### What the task asks
Only the lines holding the string "config" are needed; copy each of them from the data.

### Provided data
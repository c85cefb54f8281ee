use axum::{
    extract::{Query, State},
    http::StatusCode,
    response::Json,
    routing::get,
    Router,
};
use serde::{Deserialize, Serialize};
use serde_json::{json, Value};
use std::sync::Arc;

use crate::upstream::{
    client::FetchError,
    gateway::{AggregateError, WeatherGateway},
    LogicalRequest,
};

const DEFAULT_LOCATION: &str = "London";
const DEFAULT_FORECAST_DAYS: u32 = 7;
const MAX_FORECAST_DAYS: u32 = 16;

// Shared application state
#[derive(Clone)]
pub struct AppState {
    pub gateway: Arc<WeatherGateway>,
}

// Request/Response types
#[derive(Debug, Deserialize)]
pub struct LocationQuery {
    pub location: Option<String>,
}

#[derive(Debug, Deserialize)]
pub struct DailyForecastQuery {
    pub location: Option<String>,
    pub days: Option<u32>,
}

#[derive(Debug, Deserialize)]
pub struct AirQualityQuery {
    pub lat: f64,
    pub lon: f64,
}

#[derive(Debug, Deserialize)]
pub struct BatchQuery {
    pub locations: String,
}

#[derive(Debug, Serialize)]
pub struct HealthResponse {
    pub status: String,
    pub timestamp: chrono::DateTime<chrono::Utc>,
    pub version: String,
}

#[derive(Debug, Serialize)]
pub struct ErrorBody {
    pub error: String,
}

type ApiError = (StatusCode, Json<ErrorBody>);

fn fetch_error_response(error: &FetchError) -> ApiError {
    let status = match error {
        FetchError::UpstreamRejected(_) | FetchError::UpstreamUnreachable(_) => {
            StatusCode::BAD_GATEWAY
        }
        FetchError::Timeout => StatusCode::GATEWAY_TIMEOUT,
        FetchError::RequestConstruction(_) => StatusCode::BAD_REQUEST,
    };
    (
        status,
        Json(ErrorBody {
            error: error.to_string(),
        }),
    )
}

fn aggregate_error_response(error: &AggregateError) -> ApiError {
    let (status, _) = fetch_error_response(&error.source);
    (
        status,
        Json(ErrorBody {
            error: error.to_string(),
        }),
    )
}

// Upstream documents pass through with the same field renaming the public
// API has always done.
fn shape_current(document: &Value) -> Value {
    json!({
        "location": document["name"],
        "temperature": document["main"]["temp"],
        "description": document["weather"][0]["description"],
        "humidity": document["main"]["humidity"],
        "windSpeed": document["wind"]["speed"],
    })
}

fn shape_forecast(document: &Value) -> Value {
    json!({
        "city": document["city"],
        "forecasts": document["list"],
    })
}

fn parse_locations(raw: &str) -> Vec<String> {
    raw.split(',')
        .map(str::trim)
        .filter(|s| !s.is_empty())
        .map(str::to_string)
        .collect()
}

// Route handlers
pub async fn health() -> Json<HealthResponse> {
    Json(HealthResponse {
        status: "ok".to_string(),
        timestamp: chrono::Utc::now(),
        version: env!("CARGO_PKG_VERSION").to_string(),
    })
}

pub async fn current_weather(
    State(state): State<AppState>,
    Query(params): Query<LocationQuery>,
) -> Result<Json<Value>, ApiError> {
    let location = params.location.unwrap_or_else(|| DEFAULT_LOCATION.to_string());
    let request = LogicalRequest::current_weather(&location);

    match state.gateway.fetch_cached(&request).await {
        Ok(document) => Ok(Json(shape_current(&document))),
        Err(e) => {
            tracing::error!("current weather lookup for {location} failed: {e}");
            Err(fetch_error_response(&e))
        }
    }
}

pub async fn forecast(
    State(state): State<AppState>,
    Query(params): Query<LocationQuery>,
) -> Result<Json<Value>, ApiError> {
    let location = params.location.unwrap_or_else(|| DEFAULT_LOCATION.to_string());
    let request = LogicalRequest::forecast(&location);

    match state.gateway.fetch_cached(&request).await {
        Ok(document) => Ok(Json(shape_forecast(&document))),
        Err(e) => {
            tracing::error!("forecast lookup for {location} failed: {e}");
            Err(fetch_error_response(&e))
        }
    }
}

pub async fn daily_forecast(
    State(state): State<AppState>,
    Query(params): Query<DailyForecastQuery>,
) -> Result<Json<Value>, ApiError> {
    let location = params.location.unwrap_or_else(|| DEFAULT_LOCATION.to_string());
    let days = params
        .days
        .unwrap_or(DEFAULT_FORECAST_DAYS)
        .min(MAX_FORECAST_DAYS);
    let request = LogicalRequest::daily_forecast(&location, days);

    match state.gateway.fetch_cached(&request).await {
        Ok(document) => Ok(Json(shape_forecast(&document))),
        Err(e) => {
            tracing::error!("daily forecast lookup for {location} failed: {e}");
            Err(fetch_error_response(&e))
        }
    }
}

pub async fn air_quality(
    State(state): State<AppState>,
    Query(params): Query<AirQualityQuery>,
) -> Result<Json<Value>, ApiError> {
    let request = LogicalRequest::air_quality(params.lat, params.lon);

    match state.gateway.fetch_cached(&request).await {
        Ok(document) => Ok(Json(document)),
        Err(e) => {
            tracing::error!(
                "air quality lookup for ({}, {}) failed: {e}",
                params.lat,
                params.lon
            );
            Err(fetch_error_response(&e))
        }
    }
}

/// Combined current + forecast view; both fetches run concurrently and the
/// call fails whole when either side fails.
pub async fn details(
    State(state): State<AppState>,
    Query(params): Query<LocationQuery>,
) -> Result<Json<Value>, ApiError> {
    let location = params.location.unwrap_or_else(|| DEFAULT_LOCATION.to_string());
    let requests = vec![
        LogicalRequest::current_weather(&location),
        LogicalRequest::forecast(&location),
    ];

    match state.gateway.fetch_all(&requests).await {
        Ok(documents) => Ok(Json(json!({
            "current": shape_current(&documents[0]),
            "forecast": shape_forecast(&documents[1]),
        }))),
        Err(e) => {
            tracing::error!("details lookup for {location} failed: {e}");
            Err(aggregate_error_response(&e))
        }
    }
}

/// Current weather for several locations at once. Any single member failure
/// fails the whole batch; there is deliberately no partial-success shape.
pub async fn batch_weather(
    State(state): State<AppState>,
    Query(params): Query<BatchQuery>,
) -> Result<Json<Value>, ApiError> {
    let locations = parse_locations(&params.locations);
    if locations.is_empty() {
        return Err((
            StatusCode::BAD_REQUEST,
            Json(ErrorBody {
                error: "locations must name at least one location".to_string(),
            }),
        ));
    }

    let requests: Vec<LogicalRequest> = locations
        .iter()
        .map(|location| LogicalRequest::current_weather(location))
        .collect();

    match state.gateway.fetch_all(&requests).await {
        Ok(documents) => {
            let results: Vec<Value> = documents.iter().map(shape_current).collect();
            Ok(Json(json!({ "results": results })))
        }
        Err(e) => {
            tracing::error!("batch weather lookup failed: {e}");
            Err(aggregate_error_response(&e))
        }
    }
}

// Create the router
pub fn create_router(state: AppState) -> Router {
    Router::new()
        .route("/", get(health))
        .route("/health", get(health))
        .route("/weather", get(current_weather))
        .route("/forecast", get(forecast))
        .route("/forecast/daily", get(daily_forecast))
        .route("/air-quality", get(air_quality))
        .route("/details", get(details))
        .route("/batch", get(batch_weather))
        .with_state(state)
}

...

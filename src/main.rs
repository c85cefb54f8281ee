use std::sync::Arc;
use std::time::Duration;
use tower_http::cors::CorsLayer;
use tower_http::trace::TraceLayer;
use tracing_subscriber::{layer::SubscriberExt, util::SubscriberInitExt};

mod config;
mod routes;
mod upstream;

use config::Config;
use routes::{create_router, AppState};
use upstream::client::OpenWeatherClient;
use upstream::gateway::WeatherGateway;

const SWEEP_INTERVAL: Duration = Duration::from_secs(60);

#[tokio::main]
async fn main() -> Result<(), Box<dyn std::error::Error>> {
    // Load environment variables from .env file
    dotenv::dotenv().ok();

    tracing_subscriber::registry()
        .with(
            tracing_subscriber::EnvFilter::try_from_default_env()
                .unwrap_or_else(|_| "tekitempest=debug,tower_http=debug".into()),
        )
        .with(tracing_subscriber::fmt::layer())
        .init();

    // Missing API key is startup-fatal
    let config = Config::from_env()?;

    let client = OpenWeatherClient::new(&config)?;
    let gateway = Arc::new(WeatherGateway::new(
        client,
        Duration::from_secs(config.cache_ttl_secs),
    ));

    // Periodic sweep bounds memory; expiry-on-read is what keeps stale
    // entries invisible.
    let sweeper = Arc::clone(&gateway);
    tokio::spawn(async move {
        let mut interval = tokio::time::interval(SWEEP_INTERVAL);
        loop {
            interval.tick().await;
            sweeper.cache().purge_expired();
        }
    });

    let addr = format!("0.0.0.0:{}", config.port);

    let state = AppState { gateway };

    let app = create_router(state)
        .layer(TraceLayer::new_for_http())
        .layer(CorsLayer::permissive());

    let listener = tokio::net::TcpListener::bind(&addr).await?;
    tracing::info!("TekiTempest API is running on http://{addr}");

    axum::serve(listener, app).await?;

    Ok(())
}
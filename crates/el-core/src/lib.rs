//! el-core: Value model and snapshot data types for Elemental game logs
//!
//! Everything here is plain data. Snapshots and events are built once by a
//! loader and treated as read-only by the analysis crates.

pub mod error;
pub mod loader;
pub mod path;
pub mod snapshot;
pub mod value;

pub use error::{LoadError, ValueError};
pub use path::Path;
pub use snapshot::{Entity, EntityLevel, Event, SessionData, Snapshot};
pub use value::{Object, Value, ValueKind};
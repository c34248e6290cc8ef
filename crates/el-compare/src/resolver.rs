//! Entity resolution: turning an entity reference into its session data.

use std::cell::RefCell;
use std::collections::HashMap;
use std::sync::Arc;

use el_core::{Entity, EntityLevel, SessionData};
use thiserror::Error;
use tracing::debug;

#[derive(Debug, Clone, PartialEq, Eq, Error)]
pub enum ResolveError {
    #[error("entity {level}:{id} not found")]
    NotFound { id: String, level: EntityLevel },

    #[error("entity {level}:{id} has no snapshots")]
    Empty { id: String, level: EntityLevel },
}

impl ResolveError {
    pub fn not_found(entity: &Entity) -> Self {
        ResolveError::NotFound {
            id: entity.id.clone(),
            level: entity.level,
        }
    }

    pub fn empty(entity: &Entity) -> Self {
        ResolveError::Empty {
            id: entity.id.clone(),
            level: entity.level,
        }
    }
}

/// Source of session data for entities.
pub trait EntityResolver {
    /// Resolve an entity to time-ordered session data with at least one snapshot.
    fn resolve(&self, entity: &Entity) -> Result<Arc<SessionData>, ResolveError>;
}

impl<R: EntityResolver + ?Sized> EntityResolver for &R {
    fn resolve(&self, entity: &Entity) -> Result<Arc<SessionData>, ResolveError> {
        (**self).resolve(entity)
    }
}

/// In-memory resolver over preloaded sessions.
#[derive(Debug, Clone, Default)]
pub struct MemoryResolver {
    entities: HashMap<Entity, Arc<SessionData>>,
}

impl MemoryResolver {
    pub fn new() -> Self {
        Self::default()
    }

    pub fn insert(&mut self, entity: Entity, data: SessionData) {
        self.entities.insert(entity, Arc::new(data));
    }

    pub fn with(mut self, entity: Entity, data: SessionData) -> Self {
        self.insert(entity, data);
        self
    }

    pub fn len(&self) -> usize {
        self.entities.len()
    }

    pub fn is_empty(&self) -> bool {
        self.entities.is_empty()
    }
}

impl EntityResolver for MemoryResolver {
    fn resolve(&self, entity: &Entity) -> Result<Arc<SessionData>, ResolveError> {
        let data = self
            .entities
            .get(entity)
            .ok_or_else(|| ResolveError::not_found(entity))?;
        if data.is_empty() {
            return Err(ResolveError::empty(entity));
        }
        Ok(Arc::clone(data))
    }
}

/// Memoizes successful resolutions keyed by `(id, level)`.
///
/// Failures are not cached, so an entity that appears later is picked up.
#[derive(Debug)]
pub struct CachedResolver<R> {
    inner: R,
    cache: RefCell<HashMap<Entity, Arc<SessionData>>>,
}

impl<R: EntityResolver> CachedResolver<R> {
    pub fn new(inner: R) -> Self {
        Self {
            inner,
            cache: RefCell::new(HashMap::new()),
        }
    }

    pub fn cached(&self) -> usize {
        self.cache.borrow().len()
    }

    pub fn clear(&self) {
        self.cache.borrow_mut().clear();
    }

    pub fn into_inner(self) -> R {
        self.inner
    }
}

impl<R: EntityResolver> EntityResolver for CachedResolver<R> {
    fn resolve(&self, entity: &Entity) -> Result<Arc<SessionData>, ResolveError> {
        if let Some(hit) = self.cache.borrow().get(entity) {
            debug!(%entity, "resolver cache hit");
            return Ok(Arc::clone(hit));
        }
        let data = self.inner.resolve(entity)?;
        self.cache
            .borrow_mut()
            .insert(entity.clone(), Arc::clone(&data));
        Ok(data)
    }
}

---

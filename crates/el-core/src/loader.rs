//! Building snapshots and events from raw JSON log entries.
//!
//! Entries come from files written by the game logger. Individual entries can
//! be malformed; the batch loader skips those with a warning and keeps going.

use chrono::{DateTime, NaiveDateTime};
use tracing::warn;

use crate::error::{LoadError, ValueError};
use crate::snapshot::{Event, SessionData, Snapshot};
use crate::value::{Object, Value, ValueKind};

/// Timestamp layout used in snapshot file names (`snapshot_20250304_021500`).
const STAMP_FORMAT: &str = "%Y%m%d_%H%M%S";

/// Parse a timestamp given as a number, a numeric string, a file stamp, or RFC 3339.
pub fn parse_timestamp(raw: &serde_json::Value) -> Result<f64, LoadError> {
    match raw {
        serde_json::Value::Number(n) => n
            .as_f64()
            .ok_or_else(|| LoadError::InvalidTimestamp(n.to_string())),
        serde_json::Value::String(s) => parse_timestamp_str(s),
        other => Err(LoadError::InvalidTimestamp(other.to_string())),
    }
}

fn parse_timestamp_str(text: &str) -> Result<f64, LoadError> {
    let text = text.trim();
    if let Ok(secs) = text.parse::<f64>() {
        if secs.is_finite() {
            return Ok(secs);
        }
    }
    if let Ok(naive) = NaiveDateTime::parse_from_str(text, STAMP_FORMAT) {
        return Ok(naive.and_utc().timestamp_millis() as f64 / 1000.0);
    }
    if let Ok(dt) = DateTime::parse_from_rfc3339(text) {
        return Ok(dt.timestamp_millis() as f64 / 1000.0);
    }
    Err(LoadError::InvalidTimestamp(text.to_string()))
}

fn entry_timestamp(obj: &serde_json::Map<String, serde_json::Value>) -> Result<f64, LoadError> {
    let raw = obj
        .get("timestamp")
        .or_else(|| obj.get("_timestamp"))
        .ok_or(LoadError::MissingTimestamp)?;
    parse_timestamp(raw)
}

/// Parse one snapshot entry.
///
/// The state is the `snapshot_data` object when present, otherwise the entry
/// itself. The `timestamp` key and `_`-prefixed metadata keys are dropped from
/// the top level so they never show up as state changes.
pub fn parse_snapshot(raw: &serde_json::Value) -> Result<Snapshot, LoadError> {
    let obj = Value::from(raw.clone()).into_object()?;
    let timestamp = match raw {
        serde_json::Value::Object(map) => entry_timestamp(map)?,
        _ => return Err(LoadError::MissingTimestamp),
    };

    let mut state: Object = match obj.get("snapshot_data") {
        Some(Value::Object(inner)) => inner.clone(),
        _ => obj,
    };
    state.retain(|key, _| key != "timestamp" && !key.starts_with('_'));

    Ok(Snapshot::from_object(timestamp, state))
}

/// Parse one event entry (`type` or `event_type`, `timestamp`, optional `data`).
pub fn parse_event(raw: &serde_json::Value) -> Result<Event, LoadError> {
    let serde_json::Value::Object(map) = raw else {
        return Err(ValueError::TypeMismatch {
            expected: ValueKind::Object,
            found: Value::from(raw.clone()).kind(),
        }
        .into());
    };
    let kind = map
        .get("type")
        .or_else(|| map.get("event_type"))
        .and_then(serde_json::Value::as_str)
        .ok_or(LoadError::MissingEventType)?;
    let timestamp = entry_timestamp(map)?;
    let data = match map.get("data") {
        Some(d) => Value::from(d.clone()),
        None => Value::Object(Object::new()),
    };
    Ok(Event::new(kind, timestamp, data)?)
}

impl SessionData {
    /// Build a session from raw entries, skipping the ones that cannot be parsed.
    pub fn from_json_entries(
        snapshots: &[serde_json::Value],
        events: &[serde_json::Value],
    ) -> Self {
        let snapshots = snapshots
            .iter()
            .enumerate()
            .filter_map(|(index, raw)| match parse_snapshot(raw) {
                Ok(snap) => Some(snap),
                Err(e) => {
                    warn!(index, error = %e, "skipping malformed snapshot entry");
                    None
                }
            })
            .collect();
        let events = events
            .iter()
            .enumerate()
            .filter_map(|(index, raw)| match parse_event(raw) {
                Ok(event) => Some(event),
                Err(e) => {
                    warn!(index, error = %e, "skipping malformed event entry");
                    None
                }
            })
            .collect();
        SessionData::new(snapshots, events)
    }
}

### Problem solution
mod config;
use config::Config;
    let config = Config::from_env()?;
    let client = OpenWeatherClient::new(&config)?;
        Duration::from_secs(config.cache_ttl_secs),
    let addr = format!("0.0.0.0:{}", config.port);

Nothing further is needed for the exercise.